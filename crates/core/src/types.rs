//! Domain types shared between the store, service, and REST surface.

use std::collections::HashMap;

use chrono::{DateTime, Utc};
use serde::{Deserialize, Serialize};

use crate::error::EngineError;
use crate::limits::RiskLimits;

/// The single stored covariance matrix.
///
/// Invariants (enforced at upload/validation time): `matrix` is square with
/// `matrix.len() == symbols.len()`, every cell finite, symbols uppercase,
/// non-empty, and unique.
#[derive(Debug, Clone, Serialize, Deserialize)]
#[serde(rename_all = "camelCase")]
pub struct CovarianceMatrix {
    /// Opaque id generated on upload.
    pub id: String,
    /// Ordered asset tickers, uppercase.
    pub symbols: Vec<String>,
    /// n×n covariance values.
    pub matrix: Vec<Vec<f64>>,
    pub uploaded_at: DateTime<Utc>,
}

impl CovarianceMatrix {
    /// Number of assets.
    #[must_use]
    pub fn size(&self) -> usize {
        self.symbols.len()
    }
}

/// Expected returns as supplied by the caller.
///
/// The wire format is duck-typed (array, map, or absent); this variant pins
/// the three cases down and `resolve` collapses them into one positional
/// vector before any strategy runs.
#[derive(Debug, Clone, Default, Serialize, Deserialize)]
#[serde(untagged)]
pub enum ExpectedReturns {
    /// Positionally aligned with `symbols`; must have exactly n entries.
    PerSymbol(Vec<f64>),
    /// Keyed by symbol; missing symbols default to 0.
    BySymbol(HashMap<String, f64>),
    /// Absent: every asset defaults to a flat 0.01.
    #[default]
    Flat,
}

/// Default expected return per asset when none were supplied.
pub const DEFAULT_EXPECTED_RETURN: f64 = 0.01;

impl ExpectedReturns {
    /// Resolves to a vector of `symbols.len()` finite returns.
    ///
    /// Symbol lookups are case-insensitive against the uppercased symbol
    /// list.
    ///
    /// # Errors
    /// Returns `EngineError::Validation` if a positional array has the
    /// wrong length, map keys collide after uppercasing, or any supplied
    /// value is non-finite.
    pub fn resolve(&self, symbols: &[String]) -> Result<Vec<f64>, EngineError> {
        let resolved = match self {
            Self::PerSymbol(values) => {
                if values.len() != symbols.len() {
                    return Err(EngineError::validation(format!(
                        "expectedReturns has {} entries but there are {} symbols",
                        values.len(),
                        symbols.len()
                    )));
                }
                values.clone()
            }
            Self::BySymbol(map) => {
                let mut upper: HashMap<String, f64> = HashMap::with_capacity(map.len());
                for (key, value) in map {
                    if upper.insert(key.to_uppercase(), *value).is_some() {
                        return Err(EngineError::validation(format!(
                            "duplicate expectedReturns key {}",
                            key.to_uppercase()
                        )));
                    }
                }
                symbols
                    .iter()
                    .map(|s| upper.get(s).copied().unwrap_or(0.0))
                    .collect()
            }
            Self::Flat => vec![DEFAULT_EXPECTED_RETURN; symbols.len()],
        };
        if let Some(bad) = resolved.iter().find(|v| !v.is_finite()) {
            return Err(EngineError::validation(format!(
                "expectedReturns contains non-finite value {bad}"
            )));
        }
        Ok(resolved)
    }
}

/// An optimization request, either referencing the stored covariance by id
/// or carrying symbols and matrix inline.
#[derive(Debug, Clone, Default, Deserialize)]
#[serde(rename_all = "camelCase", default)]
pub struct OptimizationRequest {
    /// Allocation method name; unknown or absent names run Markowitz.
    pub method: Option<String>,
    pub expected_returns: ExpectedReturns,
    pub covariance_id: Option<String>,
    pub symbols: Option<Vec<String>>,
    pub matrix: Option<Vec<Vec<f64>>>,
    /// Markowitz risk aversion; defaults to 1.
    pub risk_aversion: Option<f64>,
    pub risk_limits: Option<RiskLimits>,
}

/// One `(symbol, weight)` pair of the final allocation.
#[derive(Debug, Clone, Serialize, Deserialize)]
pub struct Allocation {
    pub symbol: String,
    pub weight: f64,
}

/// Summary statistics of the final allocation.
#[derive(Debug, Clone, Copy, Serialize, Deserialize)]
#[serde(rename_all = "camelCase")]
pub struct AllocationStats {
    /// `Σ wᵢ·μᵢ`
    pub expected_return: f64,
    /// `wᵀ·Σ·w`
    pub variance: f64,
}

/// Result of a successful optimization run.
#[derive(Debug, Clone, Serialize)]
#[serde(rename_all = "camelCase")]
pub struct OptimizationResult {
    pub method: crate::strategy::Method,
    pub risk_aversion: f64,
    pub symbols: Vec<String>,
    pub allocations: Vec<Allocation>,
    pub stats: AllocationStats,
}
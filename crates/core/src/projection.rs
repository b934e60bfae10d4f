//! Projection of raw strategy output onto the weight simplex: non-negative
//! entries summing to one.
//!
//! Degenerate inputs (all-negative, all-zero, non-finite sums) fall back to
//! the uniform allocation rather than erroring; a portfolio with no usable
//! signal still has to hold something.

/// Uniform `1/n` allocation.
#[must_use]
pub fn uniform(n: usize) -> Vec<f64> {
    if n == 0 {
        return Vec::new();
    }
    vec![1.0 / n as f64; n]
}

/// Clips negative entries to zero and normalizes the rest to sum to one.
///
/// If nothing positive survives the clip, returns the uniform allocation.
/// Idempotent on an already non-negative normalized vector.
#[must_use]
pub fn project_non_negative(w: &[f64]) -> Vec<f64> {
    let clipped: Vec<f64> = w.iter().map(|x| x.max(0.0)).collect();
    let sum: f64 = clipped.iter().sum();
    if !(sum > 0.0) {
        return uniform(w.len());
    }
    clipped.into_iter().map(|x| x / sum).collect()
}

/// Divides every entry by the sum so the vector sums to one.
///
/// Returns the uniform allocation when the sum is non-finite or within
/// `1e-12` of zero. Idempotent on an already normalized vector.
#[must_use]
pub fn normalize_to_one(w: &[f64]) -> Vec<f64> {
    let sum: f64 = w.iter().sum();
    if !sum.is_finite() || sum.abs() < 1e-12 {
        return uniform(w.len());
    }
    w.iter().map(|x| x / sum).collect()
}
use crate::config::AppConfig;
use anyhow::Result;
use figment::{
    providers::{Env, Format, Toml},
    Figment,
};

pub struct ConfigLoader;

impl ConfigLoader {
    /// Loads application configuration by merging the default TOML file and
    /// `APP_`-prefixed environment variables.
    ///
    /// # Errors
    ///
    /// Returns an error if configuration files cannot be read or parsed.
    pub fn load() -> Result<AppConfig> {
        Self::load_from("config/Config.toml")
    }

    /// Loads application configuration from a specific TOML file, with
    /// `APP_`-prefixed environment variables taking precedence.
    ///
    /// Nesting in variable names uses a double underscore so snake_case
    /// field names stay intact: `APP_ENGINE__MAX_ASSETS=16` sets
    /// `engine.max_assets`. Float overrides must use decimal notation;
    /// exponent forms like `1e-6` come through the env provider as strings.
    ///
    /// # Errors
    ///
    /// Returns an error if configuration files cannot be read or parsed.
    pub fn load_from(path: &str) -> Result<AppConfig> {
        let config: AppConfig = Figment::new()
            .merge(Toml::file(path))
            .merge(Env::prefixed("APP_").split("__"))
            .extract()?;

        Ok(config)
    }
}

________________

TASK STATEMENT> Whichever lines of the data include the word "AppConfig", pull them out.

REPLY TO THE TASK>
use crate::config::AppConfig;
    pub fn load() -> Result<AppConfig> {
    pub fn load_from(path: &str) -> Result<AppConfig> {
        let config: AppConfig = Figment::new()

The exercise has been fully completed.